The museum’s third floor is dubbed the Free Enterprise Institute.  Aside from a few sayings by Adam Smith, visitors will not find the history of capitalism here.  Rather, the bulk of the exhibits are about W. W. “Foots” Clements.  Clements rose up through the Dr. Pepper ranks from delivery man to CEO.

Be sure to get your Dr. Pepper at the soda fountain before you leave.  Served hot (yes, hot) or cold, the drink is mixed from syrup and carbonated water, much like it would have been served by Dr. Alderton in 1885.

The Dr. Pepper Museum and Free Enterprise Institute (300 South Fifth Street, Waco) is open Monday to Saturday from 10 a.m. to 4:15 p.m., and on Sunday from noon to 4:15 p.m.  Admission is $8 for adults and $5 for children.

Texas Rangers Hall of Fame Museum

Formed in 1823 by Stephen Austin as a defense force to protect settlers, the Texas Rangers loom larger than life in our imaginations.  The Texas Ranger Hall of Fame Museum is dedicated to the finest of these lawmen.  The first Texas Rangers were farmers committed to frontier defense.  It was after the Civil War that Texas Rangers shifted to law enforcement and tracking down “bad” guys.

The Texas Rangers Hall of Fame recounts the tales of many of its most famous rangers, like Captain William McDonald whose reputation made him known as the “man who would charge hell with a bucket of water.”  The museum tells the tales of these men with factual accounts, artifacts and anecdotal tales.

It’s the tales that are the most fun, like the one about McDonald  – A frontier town hosting a prize fight sent a plea to the Rangers for help keeping the peace.  The town fathers were appalled when one single Ranger, McDonald, arrived.  McDonald is purported to have responded, “You only got one prize fight.  You only need one Ranger.”

While few in number, these western lawmen figured prominently in keeping the peace including resolving border issues with Mexico from 1870s through early 1900s, and it’s the Rangers Texas turned to hunt down bootleggers and gangsters in the 1920s and 1930s.  It was a Texas Ranger, Frank Hamer, who tracked down and shot the famed gangsters Bonnie and Clyde in 1934.

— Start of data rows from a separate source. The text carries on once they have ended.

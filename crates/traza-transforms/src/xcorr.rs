//! Cross-correlation traces over two I/Q pairs.
//!
//! [`XcorrTransform`] correlates two complex captures against lag,
//! computed as an FFT-based circular correlation over buffers zero-padded
//! to `2N - 1` so linear lags never wrap. The trace is normalized by both
//! signals' peak magnitudes, so a pure delay between matched antennas
//! reads near 1.0 regardless of capture level.
//!
//! Signals are assembled as `Q + jI`, quadrature on the real axis. That
//! matches the receive chain this trace was built against; flipping it
//! mirrors every reported phase, so it stays as the hardware defined it.

use std::sync::Arc;

use rustfft::num_complex::Complex;
use rustfft::{Fft, FftPlanner};
use traza_core::{PeakTable, parabolic_peak};

use crate::error::TransformError;
use crate::marker::{MarkerSet, place_marker};
use crate::settings::{MarkerPolicy, XcorrSettings};
use crate::source::SharedSamples;

/// Correlation trace over two I/Q pairs against lag.
pub struct XcorrTransform {
    settings: XcorrSettings,
    i0: SharedSamples,
    q0: SharedSamples,
    i1: SharedSamples,
    q1: SharedSamples,
    forward: Arc<dyn Fft<f64>>,
    inverse: Arc<dyn Fft<f64>>,
    padded_a: Vec<Complex<f64>>,
    padded_b: Vec<Complex<f64>>,
    /// Accumulated complex correlation across frames.
    acc: Vec<Complex<f64>>,
    /// Whether `acc` holds a first frame yet.
    seeded: bool,
    x_axis: Vec<f32>,
    y_axis: Vec<f32>,
    markers: MarkerSet,
    peaks: PeakTable,
    owns_markers: bool,
}

impl XcorrTransform {
    /// Build a correlation over two I/Q pairs, first pair then second,
    /// in-phase before quadrature within each.
    pub fn new(
        channels: [SharedSamples; 4],
        settings: XcorrSettings,
    ) -> Result<Self, TransformError> {
        settings.validate()?;
        let n = settings.num_samples;
        let padded_len = 2 * n - 1;

        let mut planner = FftPlanner::new();
        let forward = planner.plan_fft_forward(padded_len);
        let inverse = planner.plan_fft_inverse(padded_len);

        let mut padded_a = Vec::new();
        padded_a.try_reserve_exact(padded_len)?;
        padded_a.resize(padded_len, Complex::new(0.0, 0.0));
        let padded_b = padded_a.clone();
        let acc = padded_a.clone();

        let mut x_axis = Vec::new();
        x_axis.try_reserve_exact(padded_len)?;
        x_axis.extend((0..padded_len).map(|i| (i as f64 - (n - 1) as f64) as f32));
        let mut y_axis = Vec::new();
        y_axis.try_reserve_exact(padded_len)?;
        y_axis.resize(padded_len, 0.0);

        let mut markers = MarkerSet::new();
        if settings.markers != MarkerPolicy::Off {
            markers.activate(settings.active_markers);
        }

        let [i0, q0, i1, q1] = channels;
        Ok(Self {
            settings,
            i0,
            q0,
            i1,
            q1,
            forward,
            inverse,
            padded_a,
            padded_b,
            acc,
            seeded: false,
            x_axis,
            y_axis,
            markers,
            peaks: PeakTable::new(),
            owns_markers: false,
        })
    }

    /// Correlate the current captures and fold them into the trace.
    pub fn update(&mut self) -> Result<(), TransformError> {
        let n = self.settings.num_samples;
        let padded_len = 2 * n - 1;

        // First pair leads unless the reverse flag mirrors the lag axis.
        let (peak_a, peak_b) = {
            let i0 = self.i0.borrow();
            let q0 = self.q0.borrow();
            let i1 = self.i1.borrow();
            let q1 = self.q1.borrow();
            let (lead_i, lead_q, trail_i, trail_q) = if self.settings.reverse {
                (&*i1, &*q1, &*i0, &*q0)
            } else {
                (&*i0, &*q0, &*i1, &*q1)
            };

            // Leading signal fills the tail of its padded buffer, trailing
            // signal the head; the asymmetry is what turns the circular
            // product into linear lags.
            self.padded_a.fill(Complex::new(0.0, 0.0));
            for (dst, (i, q)) in self.padded_a[n - 1..]
                .iter_mut()
                .zip(lead_i.iter().zip(lead_q.iter()).take(n))
            {
                *dst = Complex::new(f64::from(*q), f64::from(*i));
            }
            self.padded_b.fill(Complex::new(0.0, 0.0));
            for (dst, (i, q)) in self.padded_b[..n]
                .iter_mut()
                .zip(trail_i.iter().zip(trail_q.iter()).take(n))
            {
                *dst = Complex::new(f64::from(*q), f64::from(*i));
            }

            let peak_a = self.padded_a[n - 1..]
                .iter()
                .map(|c| c.norm())
                .fold(0.0, f64::max);
            let peak_b = self.padded_b[..n]
                .iter()
                .map(|c| c.norm())
                .fold(0.0, f64::max);
            (peak_a, peak_b)
        };

        if peak_a == 0.0 || peak_b == 0.0 {
            // A silent capture has nothing to normalize against; correlate
            // it as the all-zero trace instead of dividing by zero.
            self.fold_frame(|_| Complex::new(0.0, 0.0));
        } else {
            self.forward.process(&mut self.padded_a);
            self.forward.process(&mut self.padded_b);
            // The padded length folded into the scale undoes the
            // unnormalized inverse transform.
            let scale = padded_len as f64 * peak_a * peak_b * 2.0;
            for (a, b) in self.padded_a.iter_mut().zip(self.padded_b.iter()) {
                *a = *a * b.conj() / scale;
            }
            self.inverse.process(&mut self.padded_a);
            let frame = &self.padded_a;
            let averaging = self.averaging();
            match (self.seeded, averaging) {
                (true, Some(avg)) => {
                    for (slot, new) in self.acc.iter_mut().zip(frame.iter()) {
                        *slot = (*slot * (avg - 1.0) + new) / avg;
                    }
                }
                _ => self.acc.copy_from_slice(frame),
            }
            self.seeded = true;
        }

        let post_scale = 2.0 / n as f64;
        for (y, c) in self.y_axis.iter_mut().zip(self.acc.iter()) {
            *y = (c.re * post_scale) as f32;
        }

        self.update_markers();
        Ok(())
    }

    fn averaging(&self) -> Option<f64> {
        (self.settings.averaging > 1).then(|| f64::from(self.settings.averaging))
    }

    fn fold_frame(&mut self, frame: impl Fn(usize) -> Complex<f64>) {
        match (self.seeded, self.averaging()) {
            (true, Some(avg)) => {
                for (i, slot) in self.acc.iter_mut().enumerate() {
                    *slot = (*slot * (avg - 1.0) + frame(i)) / avg;
                }
            }
            _ => {
                for (i, slot) in self.acc.iter_mut().enumerate() {
                    *slot = frame(i);
                }
            }
        }
        self.seeded = true;
    }

    fn update_markers(&mut self) {
        match self.settings.markers {
            MarkerPolicy::Off | MarkerPolicy::TwoTone => {}
            MarkerPolicy::Peak => {
                self.peaks.reset();
                self.peaks.scan_abs(&self.y_axis, 0);
                self.place_refined_peaks();
            }
            MarkerPolicy::Fixed => {
                for marker in self.markers.slots_mut() {
                    if !marker.active {
                        break;
                    }
                    place_marker(marker, marker.bin, &self.x_axis, &self.y_axis, &[], false);
                }
            }
            // Rejected by XcorrSettings::validate.
            MarkerPolicy::OneTone | MarkerPolicy::Image => {}
        }
    }

    /// Place peak markers with sub-bin refinement.
    ///
    /// The parabola is fit through the magnitudes around each peak, then
    /// the center sample's sign is restored, so negative correlation lobes
    /// refine the same way positive ones do.
    fn place_refined_peaks(&mut self) {
        for (rank, marker) in self.markers.slots_mut().iter_mut().enumerate() {
            if !marker.active {
                break;
            }
            let bin = self.peaks.bin(rank);
            if bin < 1 || bin + 1 >= self.y_axis.len() || self.peaks.level(rank) <= 0.0 {
                marker.clear_position();
                continue;
            }
            let refined = parabolic_peak(
                f64::from(self.y_axis[bin - 1].abs()),
                f64::from(self.y_axis[bin].abs()),
                f64::from(self.y_axis[bin + 1].abs()),
            );
            marker.bin = bin;
            marker.x = (f64::from(self.x_axis[bin]) + refined.offset) as f32;
            marker.y = (refined.amplitude as f32).copysign(self.y_axis[bin]);
            marker.angle = f32::NAN;
            marker.vector = Complex::new(0.0, 0.0);
        }
    }

    /// Clear accumulation so the next update starts a fresh first frame.
    pub fn reset(&mut self) {
        self.acc.fill(Complex::new(0.0, 0.0));
        self.seeded = false;
        self.y_axis.fill(0.0);
        self.peaks.reset();
    }

    /// Lag axis in samples, `-(N-1) ..= N-1` with zero lag centered.
    pub fn x_axis(&self) -> &[f32] {
        &self.x_axis
    }

    /// Normalized correlation against lag, real part only.
    pub fn y_axis(&self) -> &[f32] {
        &self.y_axis
    }

    /// This trace's marker table.
    pub fn markers(&self) -> &MarkerSet {
        &self.markers
    }

    /// Mutable marker access, used to pin bins for fixed-marker plots.
    pub fn markers_mut(&mut self) -> &mut MarkerSet {
        &mut self.markers
    }

    /// Whether this trace publishes the plot's live markers.
    pub fn owns_markers(&self) -> bool {
        self.owns_markers
    }

    pub(crate) fn set_owns_markers(&mut self, owns: bool) {
        self.owns_markers = owns;
    }

    /// The configuration this trace runs under.
    pub fn settings(&self) -> &XcorrSettings {
        &self.settings
    }
}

Most of the museum focuses on real Texas Rangers, but one section is dedicated to our fictional heroes.  An exhibit, complete with biography, tells the tale of the Lone Ranger who captured the imagination of many young boys from 1933 and onward.  Dozens of movies have been about the Texas Rangers not to mention several TV series like Walker Texas Ranger whose reruns entertain us today.

A 45-minute film about the Texas Rangers’ history is well worth the time, and runs throughout the day in the museum theater.

The Texas Rangers Hall of Fame Museum (100 Texas Range Trail – I-35 exit 335B, Waco) is open seven days a week from 9 a.m. until 5 p.m.  Admission is $7 for adults and $3 for children.